La grafia di Carlo Adelio quando dipinge storie è rigorosa; analizza il racconto, fissa per se stesso le coordinate di un’interpretazione che gli appartiene, e probabilmente ha cullato a lungo dentro di sé; poi scompagina le carte, trasferisce le ambientazioni in luoghi diversi, lontani rispetto a quelli della tradizione; modernizza gli abiti, soprattutto lascia che lo studioso e il fine conoscitore riemergano, regalandoci citazioni che vanno dalla classicità umanistica agli echi di quel disfarsi della norma, che prende corpo sul finire del Diciannovesimo secolo. Non appaia casuale il riferimento: è la stagione in cui la femme fatale fa la sua comparsa dirompente nella storia della cultura visiva, dalla Psiche di Klinger (ma anche dalla sua Eva, fino alle straordinarie storie del Guanto), alla Circe di Von Stuck, senza scordare che ai primordi di questo movimento vanno forse collocate la Salomé di Moreau e le figure di una sognata classicità im-possibile di Bocklin. Ha sempre amato raccontare una storia, Galimberti; e continua nel suo esercizio di affabulazione, divertendosi tuttavia a sottolineare affinità e consuetudini espressive, ricavate dalla frequentazione della storia dell’arte (che dire della svolazzante bellezza della Venere botticelliana, ridotta a frammento che si muove nell’aria?), ma sovente ribaltando le nostre attese conoscitive, depositate e lasciate poltrire nei cassetti della memoria. Carlo Adelio riprende con cura, modernizza, rimuove il contesto tradizionale, aggiunge nuove apprensioni e nuove dimensioni della contraddizione e dell’ambiguità, per darci una pensosa Elena alle prese con i suoi due amori, o un’inquieta Giulietta, che si pone la domanda sul senso dell’avventura che la sta avviluppando, fino alla Salomé danzante in una scena di strada, dove tuttavia non manca il richiamo all’invito sotteso, l’erotismo, e non manca Erode, che sobbalza dallo scranno, unico forse capace di intuire in quel momento la pericolosità di una china per lui ormai irreversibile.

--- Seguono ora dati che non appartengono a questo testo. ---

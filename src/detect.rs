use anyhow::{Context, Result};
use log::info;

use crate::{
    cli::DetectArgs,
    io_utils,
    mapping::{FieldMapping, build_mapping},
    schema::Schema,
    source::infer_source,
    table,
};

pub fn execute(args: &DetectArgs) -> Result<()> {
    let schema = Schema::load(&args.schema)
        .with_context(|| format!("Loading schema from {:?}", args.schema))?;
    let delimiter = io_utils::resolve_input_delimiter(&args.input, args.delimiter);
    let encoding = io_utils::resolve_encoding(args.input_encoding.as_deref())?;
    let headers = io_utils::read_headers(&args.input, delimiter, encoding)?;

    let source = infer_source(&headers, &schema)?;
    let mapping = build_mapping(&schema, source)?;
    info!("{:?} detected as source '{source}'", args.input);
    print!("{}", render_detection(&mapping, &headers));
    Ok(())
}

fn render_detection(mapping: &FieldMapping, headers: &[String]) -> String {
    let kind = match mapping.declared_kind() {
        Some(kind) => kind.to_string(),
        None => format!("{} (inferred)", mapping.row_kind()),
    };
    let mut output = table::render_pairs(&[
        ("Source", mapping.source().to_string()),
        ("Row kind", kind),
    ]);
    output.push('\n');

    let table_headers = vec![
        "field".to_string(),
        "column".to_string(),
        "present".to_string(),
    ];
    let rows = mapping
        .entries()
        .iter()
        .map(|(field, column)| {
            let present = headers.iter().any(|header| header == column);
            vec![
                field.clone(),
                column.clone(),
                if present { "yes" } else { "no" }.to_string(),
            ]
        })
        .collect::<Vec<_>>();
    output.push_str(&table::render_table(&table_headers, &rows));

    if !mapping.unmapped().is_empty() {
        output.push_str(&format!(
            "\nUnmapped (always null): {}\n",
            mapping.unmapped().join(", ")
        ));
    }
    output
}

Per leggere tutto questo, per entrare in questo mondo, vero, narrato e sovente “rovesciato”, per entrare nella contraddizione, umana, troppo umana, che attanaglia le figure, occorre rinnovare dentro di noi il gusto del narrare, la pittura come arte che svela, il senso del ritmo narrativo e contemporaneamente il gusto dell’Autore di travolgere le troppo fragili barriere della convenzione; ogni storia diviene altra, senza perdere il senso di questo accadere, il sottile mistero di una bellezza che conduce alla perdizione. Solo che dietro a Carlo Adelio non c’è un secolo romantico, ma uno più banalmente disincantato; la perdizione non è un male che consuma e corrode certezze e dimensioni dell’esistere, ma appare come la condizione di una sconfitta inevitabile. Come l’innamoramento, il cadere (già, in amore si cade con la stessa naturalezza dell’acqua che precipita da un dirupo creando una cascata; e con lo stesso fragore) in una situazione che ha poche vie di uscita, caso per caso, la morte, l’allontanamento, la perdita. Ad iniziare dall’Eden. Memento necessario, oggi, quando la perdita fa parte di noi: non possiamo nemmeno scrivere, come la poesia di quasi un secolo fa A coloro che verranno; la nostra epoca tende a cancellare il passato e il futuro, tutto ripiegata sul presente; sconfitta che Carlo Adelio avverte e richiama, senza andare oltre, perché teme di non essere ascoltato. Preferisce narrare, pittare, scrivere racconti d’immagini che hanno il sapore della storia e l’inquietudine dell’attualità. Così deve essere ogni vicenda narrata sui solidi impianti della costruzione, razionale, prospettica, emozionale; come solo può forse essere oggi una pittura che si interroghi sul senso della storia.